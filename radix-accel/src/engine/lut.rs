//! Host-side generation of bootstrapping accumulators.

use super::RadixEngine;
use crate::backend::AccelBackend;
use crate::entities::{BivariateLookupTableOwned, Degree, LookupTableOwned};

impl<B: AccelBackend> RadixEngine<B> {
    /// Builds the accumulator encoding `f` over the block's full plaintext
    /// space (message and carry).
    ///
    /// The layout is negacyclic: `f(i)` scaled by delta fills a
    /// `polynomial_size / (message_modulus * carry_modulus)`-wide box for
    /// each input `i`, the first half-box is negated and the polynomial is
    /// rotated left by half a box so that the noisy values around each
    /// encoded input all land in the right box after blind rotation.
    pub fn generate_lookup_table<F>(&self, f: F) -> LookupTableOwned
    where
        F: Fn(u64) -> u64,
    {
        let params = self.parameters();
        let polynomial_size = params.polynomial_size.0;
        let glwe_size = params.glwe_dimension.to_glwe_size();
        let total_modulus = params.total_modulus();
        let box_size = params.box_size();
        let delta = params.delta();

        // Host scratch for the full trivial GLWE; the caller transfers it to
        // the device and the host copy is released once the transfer is done
        // (see DeviceLut::from_lookup_table).
        let mut acc = vec![0u64; glwe_size * polynomial_size];
        let body_start = (glwe_size - 1) * polynomial_size;

        let mut max_value = 0;
        {
            let body = &mut acc[body_start..];
            for i in 0..total_modulus {
                let value = f(i);
                max_value = max_value.max(value);
                let index = i as usize * box_size;
                body[index..index + box_size].fill(value.wrapping_mul(delta));
            }

            let half_box_size = box_size / 2;
            for coefficient in body[0..half_box_size].iter_mut() {
                *coefficient = coefficient.wrapping_neg();
            }
            body.rotate_left(half_box_size);
        }

        LookupTableOwned {
            acc,
            degree: Degree::new(max_value),
        }
    }

    /// Builds an accumulator for a two-argument function, packed so that a
    /// single bootstrap evaluates it once both operands share one input:
    /// `lhs` occupies the bits above `factor`, `rhs` the bits below.
    ///
    /// Panics if a packed pair of worst-case operands cannot fit the
    /// plaintext space, i.e. unless
    /// `factor * (message_modulus - 1) + (message_modulus - 1) <
    /// message_modulus * carry_modulus`. Fitting the *actual* operand
    /// degrees at application time remains the caller's contract.
    pub fn generate_lookup_table_bivariate_with_factor<F>(
        &self,
        f: F,
        factor: u64,
    ) -> BivariateLookupTableOwned
    where
        F: Fn(u64, u64) -> u64,
    {
        let message_modulus = self.parameters().message_modulus.0;
        assert!(
            factor >= message_modulus,
            "packing factor ({factor}) must be at least the message modulus ({message_modulus}), \
             otherwise unpacking is ambiguous"
        );
        let max_packed = factor * (message_modulus - 1) + (message_modulus - 1);
        assert!(
            max_packed < self.parameters().total_modulus(),
            "a packed pair can reach {max_packed}, which overflows the plaintext space ({})",
            self.parameters().total_modulus()
        );

        let wrapped = |x: u64| f((x / factor) % message_modulus, (x % factor) % message_modulus);
        BivariateLookupTableOwned {
            acc: self.generate_lookup_table(wrapped),
            ct_right_modulus: crate::parameters::MessageModulus(factor),
        }
    }

    /// [`Self::generate_lookup_table_bivariate_with_factor`] with the
    /// message modulus as packing factor.
    pub fn generate_lookup_table_bivariate<F>(&self, f: F) -> BivariateLookupTableOwned
    where
        F: Fn(u64, u64) -> u64,
    {
        let factor = self.parameters().message_modulus.0;
        self.generate_lookup_table_bivariate_with_factor(f, factor)
    }
}

#[cfg(test)]
mod tests {
    use crate::backend::ClearBackend;
    use crate::engine::RadixEngine;
    use crate::parameters::{
        RadixAccelParameters, PARAM_MESSAGE_1_CARRY_1_KS_PBS, PARAM_MESSAGE_2_CARRY_2_KS_PBS,
        PARAM_MESSAGE_4_CARRY_4_KS_PBS,
    };

    fn assert_lut_round_trip<F>(params: RadixAccelParameters, f: F)
    where
        F: Fn(u64) -> u64 + Copy,
    {
        let engine = RadixEngine::new(ClearBackend::new(), params);
        let lut = engine.generate_lookup_table(f);
        let delta = params.delta();
        for input in 0..params.total_modulus() {
            let torus = input.wrapping_mul(delta);
            let evaluated = lut.evaluate_at_torus(torus, params.polynomial_size);
            assert_eq!(
                evaluated,
                f(input).wrapping_mul(delta),
                "f({input}) did not survive the accumulator round trip"
            );
        }
    }

    #[test]
    fn lut_round_trip_identity_and_square() {
        for params in [
            PARAM_MESSAGE_1_CARRY_1_KS_PBS,
            PARAM_MESSAGE_2_CARRY_2_KS_PBS,
            PARAM_MESSAGE_4_CARRY_4_KS_PBS,
        ] {
            let m = params.total_modulus();
            assert_lut_round_trip(params, |x| x);
            assert_lut_round_trip(params, |x| (x * x) % m);
            assert_lut_round_trip(params, |x| (x + 1) % m);
        }
    }

    #[test]
    fn noisy_inputs_inside_a_box_decode_identically() {
        let params = PARAM_MESSAGE_2_CARRY_2_KS_PBS;
        let engine = RadixEngine::new(ClearBackend::new(), params);
        let m = params.total_modulus();
        let lut = engine.generate_lookup_table(|x| (3 * x) % m);
        let delta = params.delta();
        // A quarter of a box worth of noise in both directions must not
        // change the selected box.
        let noise = delta / (params.box_size() as u64);
        for input in 0..m {
            let torus = input.wrapping_mul(delta);
            let expected = ((3 * input) % m).wrapping_mul(delta);
            for offset in [torus.wrapping_sub(noise), torus, torus.wrapping_add(noise)] {
                assert_eq!(lut.evaluate_at_torus(offset, params.polynomial_size), expected);
            }
        }
    }

    #[test]
    fn bivariate_packing_recovers_both_operands() {
        let params = PARAM_MESSAGE_2_CARRY_2_KS_PBS;
        let msg = params.message_modulus.0;
        for factor in msg..=params.carry_modulus.0 {
            for lhs in 0..msg {
                for rhs in 0..msg {
                    let packed = lhs * factor + rhs;
                    assert_eq!((packed / factor) % msg, lhs);
                    assert_eq!((packed % factor) % msg, rhs);
                }
            }
        }
    }

    #[test]
    fn bivariate_lut_encodes_the_packed_function() {
        let params = PARAM_MESSAGE_2_CARRY_2_KS_PBS;
        let engine = RadixEngine::new(ClearBackend::new(), params);
        let msg = params.message_modulus.0;
        let lut = engine.generate_lookup_table_bivariate(|a, b| (a + 2 * b) % msg);
        let delta = params.delta();
        for lhs in 0..msg {
            for rhs in 0..msg {
                let packed = lhs * lut.ct_right_modulus.0 + rhs;
                let evaluated = lut
                    .acc
                    .evaluate_at_torus(packed.wrapping_mul(delta), params.polynomial_size);
                assert_eq!(evaluated, ((lhs + 2 * rhs) % msg).wrapping_mul(delta));
            }
        }
    }

    #[test]
    #[should_panic(expected = "overflows the plaintext space")]
    fn oversized_packing_factor_is_rejected() {
        let params = PARAM_MESSAGE_2_CARRY_2_KS_PBS;
        let engine = RadixEngine::new(ClearBackend::new(), params);
        let _ = engine.generate_lookup_table_bivariate_with_factor(|a, _| a, 8);
    }
}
━━━━━━━━━━━━━━━━━━━━
== Exercise brief ==
The answer must be the full listing, restated word for word.

== Solution ==
filename radix-accel/src/engine/lut.rs
//! Host-side generation of bootstrapping accumulators.

use super::RadixEngine;
use crate::backend::AccelBackend;
use crate::entities::{BivariateLookupTableOwned, Degree, LookupTableOwned};

impl<B: AccelBackend> RadixEngine<B> {
    /// Builds the accumulator encoding `f` over the block's full plaintext
    /// space (message and carry).
    ///
    /// The layout is negacyclic: `f(i)` scaled by delta fills a
    /// `polynomial_size / (message_modulus * carry_modulus)`-wide box for
    /// each input `i`, the first half-box is negated and the polynomial is
    /// rotated left by half a box so that the noisy values around each
    /// encoded input all land in the right box after blind rotation.
    pub fn generate_lookup_table<F>(&self, f: F) -> LookupTableOwned
    where
        F: Fn(u64) -> u64,
    {
        let params = self.parameters();
        let polynomial_size = params.polynomial_size.0;
        let glwe_size = params.glwe_dimension.to_glwe_size();
        let total_modulus = params.total_modulus();
        let box_size = params.box_size();
        let delta = params.delta();

        // Host scratch for the full trivial GLWE; the caller transfers it to
        // the device and the host copy is released once the transfer is done
        // (see DeviceLut::from_lookup_table).
        let mut acc = vec![0u64; glwe_size * polynomial_size];
        let body_start = (glwe_size - 1) * polynomial_size;

        let mut max_value = 0;
        {
            let body = &mut acc[body_start..];
            for i in 0..total_modulus {
                let value = f(i);
                max_value = max_value.max(value);
                let index = i as usize * box_size;
                body[index..index + box_size].fill(value.wrapping_mul(delta));
            }

            let half_box_size = box_size / 2;
            for coefficient in body[0..half_box_size].iter_mut() {
                *coefficient = coefficient.wrapping_neg();
            }
            body.rotate_left(half_box_size);
        }

        LookupTableOwned {
            acc,
            degree: Degree::new(max_value),
        }
    }

    /// Builds an accumulator for a two-argument function, packed so that a
    /// single bootstrap evaluates it once both operands share one input:
    /// `lhs` occupies the bits above `factor`, `rhs` the bits below.
    ///
    /// Panics if a packed pair of worst-case operands cannot fit the
    /// plaintext space, i.e. unless
    /// `factor * (message_modulus - 1) + (message_modulus - 1) <
    /// message_modulus * carry_modulus`. Fitting the *actual* operand
    /// degrees at application time remains the caller's contract.
    pub fn generate_lookup_table_bivariate_with_factor<F>(
        &self,
        f: F,
        factor: u64,
    ) -> BivariateLookupTableOwned
    where
        F: Fn(u64, u64) -> u64,
    {
        let message_modulus = self.parameters().message_modulus.0;
        assert!(
            factor >= message_modulus,
            "packing factor ({factor}) must be at least the message modulus ({message_modulus}), \
             otherwise unpacking is ambiguous"
        );
        let max_packed = factor * (message_modulus - 1) + (message_modulus - 1);
        assert!(
            max_packed < self.parameters().total_modulus(),
            "a packed pair can reach {max_packed}, which overflows the plaintext space ({})",
            self.parameters().total_modulus()
        );

        let wrapped = |x: u64| f((x / factor) % message_modulus, (x % factor) % message_modulus);
        BivariateLookupTableOwned {
            acc: self.generate_lookup_table(wrapped),
            ct_right_modulus: crate::parameters::MessageModulus(factor),
        }
    }

    /// [`Self::generate_lookup_table_bivariate_with_factor`] with the
    /// message modulus as packing factor.
    pub fn generate_lookup_table_bivariate<F>(&self, f: F) -> BivariateLookupTableOwned
    where
        F: Fn(u64, u64) -> u64,
    {
        let factor = self.parameters().message_modulus.0;
        self.generate_lookup_table_bivariate_with_factor(f, factor)
    }
}

#[cfg(test)]
mod tests {
    use crate::backend::ClearBackend;
    use crate::engine::RadixEngine;
    use crate::parameters::{
        RadixAccelParameters, PARAM_MESSAGE_1_CARRY_1_KS_PBS, PARAM_MESSAGE_2_CARRY_2_KS_PBS,
        PARAM_MESSAGE_4_CARRY_4_KS_PBS,
    };

    fn assert_lut_round_trip<F>(params: RadixAccelParameters, f: F)
    where
        F: Fn(u64) -> u64 + Copy,
    {
        let engine = RadixEngine::new(ClearBackend::new(), params);
        let lut = engine.generate_lookup_table(f);
        let delta = params.delta();
        for input in 0..params.total_modulus() {
            let torus = input.wrapping_mul(delta);
            let evaluated = lut.evaluate_at_torus(torus, params.polynomial_size);
            assert_eq!(
                evaluated,
                f(input).wrapping_mul(delta),
                "f({input}) did not survive the accumulator round trip"
            );
        }
    }

    #[test]
    fn lut_round_trip_identity_and_square() {
        for params in [
            PARAM_MESSAGE_1_CARRY_1_KS_PBS,
            PARAM_MESSAGE_2_CARRY_2_KS_PBS,
            PARAM_MESSAGE_4_CARRY_4_KS_PBS,
        ] {
            let m = params.total_modulus();
            assert_lut_round_trip(params, |x| x);
            assert_lut_round_trip(params, |x| (x * x) % m);
            assert_lut_round_trip(params, |x| (x + 1) % m);
        }
    }

    #[test]
    fn noisy_inputs_inside_a_box_decode_identically() {
        let params = PARAM_MESSAGE_2_CARRY_2_KS_PBS;
        let engine = RadixEngine::new(ClearBackend::new(), params);
        let m = params.total_modulus();
        let lut = engine.generate_lookup_table(|x| (3 * x) % m);
        let delta = params.delta();
        // A quarter of a box worth of noise in both directions must not
        // change the selected box.
        let noise = delta / (params.box_size() as u64);
        for input in 0..m {
            let torus = input.wrapping_mul(delta);
            let expected = ((3 * input) % m).wrapping_mul(delta);
            for offset in [torus.wrapping_sub(noise), torus, torus.wrapping_add(noise)] {
                assert_eq!(lut.evaluate_at_torus(offset, params.polynomial_size), expected);
            }
        }
    }

    #[test]
    fn bivariate_packing_recovers_both_operands() {
        let params = PARAM_MESSAGE_2_CARRY_2_KS_PBS;
        let msg = params.message_modulus.0;
        for factor in msg..=params.carry_modulus.0 {
            for lhs in 0..msg {
                for rhs in 0..msg {
                    let packed = lhs * factor + rhs;
                    assert_eq!((packed / factor) % msg, lhs);
                    assert_eq!((packed % factor) % msg, rhs);
                }
            }
        }
    }

    #[test]
    fn bivariate_lut_encodes_the_packed_function() {
        let params = PARAM_MESSAGE_2_CARRY_2_KS_PBS;
        let engine = RadixEngine::new(ClearBackend::new(), params);
        let msg = params.message_modulus.0;
        let lut = engine.generate_lookup_table_bivariate(|a, b| (a + 2 * b) % msg);
        let delta = params.delta();
        for lhs in 0..msg {
            for rhs in 0..msg {
                let packed = lhs * lut.ct_right_modulus.0 + rhs;
                let evaluated = lut
                    .acc
                    .evaluate_at_torus(packed.wrapping_mul(delta), params.polynomial_size);
                assert_eq!(evaluated, ((lhs + 2 * rhs) % msg).wrapping_mul(delta));
            }
        }
    }

    #[test]
    #[should_panic(expected = "overflows the plaintext space")]
    fn oversized_packing_factor_is_rejected() {
        let params = PARAM_MESSAGE_2_CARRY_2_KS_PBS;
        let engine = RadixEngine::new(ClearBackend::new(), params);
        let _ = engine.generate_lookup_table_bivariate_with_factor(|a, _| a, 8);
    }
}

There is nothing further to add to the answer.